Dia mengakui, bahwa telah terjadi peningkatan jumlah tabungan di atas Rp 5 miliar. Dengan kata lain, masyarakat kelas atas yang memiliki daya beli menyimpan uangnya di bank.
"Ini berarti masalah apakah mereka berubah dari sisi pola konsumsi dan perubahan itu belum terekam dari seluruh konsumsi yang dicatat BPS. Itu kami juga mau pahami," ungkap dia.

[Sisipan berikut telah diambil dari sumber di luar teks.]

//! Compilation driver
//!
//! [`Compiler::compile`] takes ownership of a [`Graph`] and a list of named
//! states, optimizes the graph, links every state root into a single
//! [`Program`], and annotates each state with its runtime-parameter
//! dependencies.
use crate::bytecode::{args::ParameterArgs, Address};
use crate::graph::{DataType, Graph, Node, Op};
use crate::link::{Linker, LinkerOptions};
use crate::optimize::{Optimizer, OptimizerOptions, OptimizerStats};
use crate::program::{rom::RomPayload, Program, State};
use crate::Error;

use std::collections::{BTreeSet, HashMap, HashSet};

/// Maximum number of runtime parameters per state
pub const MAX_RUNTIME_PARAMS: usize = u64::BITS as usize;

/// Options for the whole compilation pipeline
#[derive(Copy, Clone, Debug, Default)]
pub struct CompilerOptions {
    /// Optimizer options
    pub optimizer: OptimizerOptions,
    /// Linker options
    pub linker: LinkerOptions,
}

/// Description of a state to compile
#[derive(Clone, Debug)]
pub struct StateDesc {
    /// Unique state name
    pub name: String,
    /// Root of the state's graph
    pub root: Node,
    /// Names of parameters that may change while the state is active
    pub runtime_params: Vec<String>,
}

impl StateDesc {
    /// Builds a state without runtime parameters
    pub fn new(name: &str, root: Node) -> Self {
        Self {
            name: name.to_owned(),
            root,
            runtime_params: vec![],
        }
    }

    /// Adds runtime parameters by name
    pub fn with_runtime_params(mut self, names: &[&str]) -> Self {
        self.runtime_params
            .extend(names.iter().map(|n| (*n).to_owned()));
        self
    }
}

/// Output of the compiler
#[derive(Debug)]
pub struct CompiledModel {
    /// Linked program
    pub program: Program,
    /// Payloads of the program's streamable roms, in rom index order
    pub roms: Vec<RomPayload>,
    /// Optimizer statistics
    pub stats: OptimizerStats,
}

/// Compiler from graphs to programs
#[derive(Clone, Debug, Default)]
pub struct Compiler {
    options: CompilerOptions,
}

impl Compiler {
    /// Builds a compiler with the given options
    pub fn new(options: CompilerOptions) -> Self {
        Self { options }
    }

    /// Returns the compiler options
    pub fn options(&self) -> &CompilerOptions {
        &self.options
    }

    /// Returns the compiler options mutably
    pub fn options_mut(&mut self) -> &mut CompilerOptions {
        &mut self.options
    }

    /// Compiles a graph with a single state named `"default"`
    pub fn compile_single(
        &self,
        graph: Graph,
        root: Node,
    ) -> Result<CompiledModel, Error> {
        self.compile(graph, &[StateDesc::new("default", root)])
    }

    /// Compiles a graph into a program with one entry point per state
    ///
    /// ```
    /// use kiln::{compile::{Compiler, StateDesc}, graph::Graph};
    ///
    /// let txt = "
    /// p param-bool p false
    /// t bool true
    /// a and p t
    /// ";
    /// let (g, root) = Graph::from_text(txt.as_bytes())?;
    /// let out = Compiler::default().compile(
    ///     g,
    ///     &[StateDesc::new("main", root).with_runtime_params(&["p"])],
    /// )?;
    /// // The null instruction and the parameter
    /// assert_eq!(out.program.op_count(), 2);
    /// assert_eq!(out.program.state("main").unwrap().runtime_params, [0]);
    /// # Ok::<(), kiln::Error>(())
    /// ```
    pub fn compile(
        &self,
        mut graph: Graph,
        states: &[StateDesc],
    ) -> Result<CompiledModel, Error> {
        if states.is_empty() {
            return Err(Error::EmptyGraph);
        }
        let mut names = HashSet::new();
        for s in states {
            if !names.insert(s.name.as_str()) {
                return Err(Error::DuplicateState(s.name.clone()));
            }
            if !graph.is_live(s.root) {
                return Err(Error::BadNode);
            }
            if s.runtime_params.len() > MAX_RUNTIME_PARAMS {
                return Err(Error::TooManyRuntimeParameters(
                    s.name.clone(),
                    s.runtime_params.len(),
                ));
            }
        }

        // Runtime parameters are checked against the graph before it is
        // optimized, since optimization may legitimately remove them
        let roots = states.iter().map(|s| s.root).collect::<Vec<_>>();
        let known = graph
            .postorder_from(&roots)
            .into_iter()
            .filter_map(|n| match graph.op(n) {
                Op::Parameter { desc, .. } => Some(desc.name.clone()),
                _ => None,
            })
            .collect::<HashSet<_>>();
        for s in states {
            if let Some(p) = s.runtime_params.iter().find(|p| !known.contains(*p))
            {
                return Err(Error::UnknownParameter(p.clone()));
            }
        }

        let root_indices = roots
            .iter()
            .map(|r| graph.add_root(*r))
            .collect::<Vec<_>>();
        let stats = Optimizer::new(self.options.optimizer).run(&mut graph);

        let mut program = Program::new();
        let mut linker = Linker::new(self.options.linker);
        for (desc, i) in states.iter().zip(root_indices) {
            let root = graph.roots()[i];
            let addr = linker.link(&graph, &mut program, root);
            let state = build_state(&graph, &linker, &mut program, desc, root, addr);
            log::info!(
                "state {:?}: {} runtime parameters, {} dynamic resources, \
                 {} cached",
                state.name,
                state.runtime_params.len(),
                state.dynamic_resources.len(),
                state.update_cache.len()
            );
            program.push_state(state);
        }
        let roms = linker.finish();
        log::info!(
            "compiled {} states into {} instructions and {} roms",
            states.len(),
            program.op_count(),
            roms.len()
        );
        Ok(CompiledModel {
            program,
            roms,
            stats,
        })
    }
}

fn linked(linker: &Linker, node: Node) -> Address {
    let Some(a) = linker.address(node) else {
        panic!("node {} was not linked", node.get());
    };
    a
}

/// Checks whether results of this type are worth caching or tracking
fn is_resource(ty: DataType) -> bool {
    matches!(ty, DataType::Image | DataType::Mesh)
}

/// Computes runtime-parameter dependencies for an already-linked state root
fn build_state(
    graph: &Graph,
    linker: &Linker,
    program: &mut Program,
    desc: &StateDesc,
    root: Node,
    addr: Address,
) -> State {
    let mut runtime_params = vec![];
    let mut bits = HashMap::new();
    for name in &desc.runtime_params {
        if bits.contains_key(name.as_str()) {
            continue;
        }
        match program.find_parameter(name) {
            Some(i) => {
                bits.insert(name.as_str(), 1u64 << runtime_params.len());
                runtime_params.push(i);
            }
            None => log::info!(
                "runtime parameter {name} of state {:?} was optimized out",
                desc.name
            ),
        }
    }

    // Masks are computed children-first, so every child's mask is ready by
    // the time its parents are visited
    let order = graph.postorder_from(&[root]);
    let mut masks: HashMap<Node, u64> = HashMap::new();
    let mut relevant = BTreeSet::new();
    for &n in &order {
        let op = graph.op(n);
        let mut mask = 0;
        if let Op::Parameter { desc: p, .. } = op {
            mask |= bits.get(p.name.as_str()).copied().unwrap_or(0);
            relevant.insert(
                program.op_args::<ParameterArgs>(linked(linker, n)).variable,
            );
        }
        op.for_each_child(|c| mask |= masks[&c]);
        masks.insert(n, mask);
    }

    let mut dynamic_resources = vec![];
    let mut update_cache = vec![];
    for &n in &order {
        let op = graph.op(n);
        if let Op::InstanceAdd { value: Some(v), .. } = op {
            if is_resource(graph.data_type(*v)) && masks[v] != 0 {
                dynamic_resources.push((linked(linker, *v), masks[v]));
            }
        }
        if masks[&n] != 0 {
            op.for_each_child(|c| {
                if masks[&c] == 0
                    && is_resource(graph.data_type(c))
                    && !graph.op(c).is_constant()
                {
                    update_cache.push(linked(linker, c));
                }
            });
        }
    }
    dynamic_resources.sort();
    dynamic_resources.dedup();
    update_cache.sort();
    update_cache.dedup();

    State {
        name: desc.name.clone(),
        root: addr,
        runtime_params,
        update_cache,
        dynamic_resources,
        relevant_params: program.add_parameter_list(relevant.into_iter().collect()),
    }
}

"Karena bukan masalah daya beli, tapi apakah karena belum ter-capture atau karena menahan? Apakah karena mungkin confident. Tapi confident konsumen itu tinggi banget. Jadi ada yang enggak ketemu di sini. Confident tinggi, daya beli ada, tapi ada yang tidak terekam di sini. Jadi ini yang harus kami perhatikan. Kami akan terus lakukan pembahasan," tambah dia.
Sedangkan untuk kalangan kelas bawah, reaksi pemerintah, kata Sri Mulyani, akan terus dibantu melalui program sosial seperti Program Keluarga Harapan (PKH), beras sejahtera (rastra) hingga pemanfaatan dana desa yang bisa menciptakan kas langsung diterima masyarakat.
"Itu harus dilakukan dengan desain agar masyarakat bisa langsung menikmati sehingga daya belinya bisa meningkat," jelas dia.
Meski demikian, Mantan Direktur Pelaksana Bank Dunia ini masih akan terus mempelajari secara dalam terkait dengan anomali tersebut. Dia memastikan, jika masalahnya berasal dari inflasi maka pemerintah akan menjaganya di level rendah. Lalu, jika masalahnya di pendapatan maka pemerintah akan menyediakan kesempatan kerja.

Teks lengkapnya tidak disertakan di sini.